Administrative law – Right to audi alteram partem – Court held that as a general rule fairness dictates that prejudicial information should be disclosed to the subject of the information to enable him or her to contradict or correct it – Nevertheless a careful distinction should be drawn between the information and the evaluation thereof during the process of the decision itself – And a right to discovery of prejudicial information is not an automatic feature of natural justice – In instant case the prejudicial information concerns the applicant’s ‘very questionable quality of work and ability to carry out tasks to programme deadlines in respect of two previous projects – Court found that the information was evaluated in addition to other information and facts, many of which were supplied by the tenderers – Court concluded that it was not established that but for the information the decision would have gone the other way in the applicant’s favour but there is ample evidence that the scores of the applicant in respect of technical evaluation and financial evaluation sealed its fate – These two evaluations led to the rejection of the applicant’s tender – Court concluded the non-disclosure of the information does not amount to failure of fairness – Court found that the applicant has not discharged the onus cast on it to satisfy the court that good grounds exist to review the decision of the public authority – Accordingly, application was dismissed with costs.

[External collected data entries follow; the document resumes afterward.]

//! Compaction configuration
//!
//! Values injected into the pipeline entry point. Every field has a default,
//! so a partial JSON document (or none at all) yields a usable configuration.

use crate::error::ComputeError;
use serde::{Deserialize, Serialize};

/// Default resampling interval in seconds
pub const DEFAULT_INTERVAL_SECONDS: f64 = 5.0;

/// Default percentile levels for quantile summaries
pub const DEFAULT_QUANTILE_LEVELS: [u32; 5] = [5, 25, 50, 75, 95];

/// Upstream cadence counts one foot; running cadence counts both
pub const DEFAULT_CADENCE_MULTIPLIER: f64 = 2.0;

/// Settings for one compaction run
#[derive(Debug, Clone, PartialEq, Serialize, Deserialize)]
#[serde(default)]
pub struct CompactionConfig {
    /// Spacing of the resampling grid (seconds)
    pub interval_seconds: f64,
    /// Percentile levels, ascending, each within 0..=100
    pub quantile_levels: Vec<u32>,
    /// Factor applied to every numeric cadence sample
    pub cadence_multiplier: f64,
}

impl Default for CompactionConfig {
    fn default() -> Self {
        Self {
            interval_seconds: DEFAULT_INTERVAL_SECONDS,
            quantile_levels: DEFAULT_QUANTILE_LEVELS.to_vec(),
            cadence_multiplier: DEFAULT_CADENCE_MULTIPLIER,
        }
    }
}

impl CompactionConfig {
    /// Default configuration with a different sampling interval
    pub fn with_interval(interval_seconds: f64) -> Self {
        Self {
            interval_seconds,
            ..Self::default()
        }
    }

    /// Sampling tag written into compact records, e.g. `approx_5s`
    pub fn sampling_tag(&self) -> String {
        format!("approx_{}s", self.interval_seconds.trunc() as i64)
    }

    /// Check that the configuration can drive the pipeline
    pub fn validate(&self) -> Result<(), ComputeError> {
        if !self.interval_seconds.is_finite() || self.interval_seconds <= 0.0 {
            return Err(ComputeError::InvalidConfig(format!(
                "interval_seconds must be positive, got {}",
                self.interval_seconds
            )));
        }

        validate_quantile_levels(&self.quantile_levels)?;

        if !self.cadence_multiplier.is_finite() {
            return Err(ComputeError::InvalidConfig(
                "cadence_multiplier must be finite".to_string(),
            ));
        }

        Ok(())
    }

    /// Load configuration from JSON, filling omitted fields with defaults
    pub fn from_json(json: &str) -> Result<Self, ComputeError> {
        let config: Self = serde_json::from_str(json)?;
        config.validate()?;
        Ok(config)
    }

    /// Serialize configuration to JSON
    pub fn to_json(&self) -> Result<String, serde_json::Error> {
        serde_json::to_string_pretty(self)
    }
}

/// Levels must be non-empty, within 0..=100 and strictly ascending
pub fn validate_quantile_levels(levels: &[u32]) -> Result<(), ComputeError> {
    if levels.is_empty() {
        return Err(ComputeError::InvalidConfig(
            "quantile_levels must not be empty".to_string(),
        ));
    }
    if let Some(level) = levels.iter().find(|&&level| level > 100) {
        return Err(ComputeError::InvalidConfig(format!(
            "quantile level {} is outside 0..=100",
            level
        )));
    }
    if levels.windows(2).any(|pair| pair[0] >= pair[1]) {
        return Err(ComputeError::InvalidConfig(
            "quantile_levels must be strictly ascending".to_string(),
        ));
    }
    Ok(())
}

Administrative law – Judicial review – In terms of art 18 of the Namibian Constitution – Tender to do work – Applicant seeking review of decision of first respondent (a public authority) rejecting applicant’s tender in favour of another tenderer – Court held that there is no onus on the public authority to justify its conduct – Onus rests on the applicant for review to satisfy the court that good grounds exist to review the conduct complained of – Good grounds are grounds that are cogent and relevant – Applicant’s main complaint was that certain criteria and weights of importance and relevance put on those criteria that did not favour it were applied by the public authority to its disadvantage – Consequently, for the applicant, there was failure of fairness and reasonableness because the public authority did not apply its mind and it took into account irrelevant and extraneous considerations in rejecting applicant’s tender – Court rejected the grounds on the basis that the public authority was entitled to whatever information and facts it desired to collect and apply whatever criteria or factors in its procurement policy, rules and procedures and the policy of its controlling line Ministry and put any weight of relevance and important on any piece of information and fact and any criterion or factor so long as all these were applied equally to all the tenderers.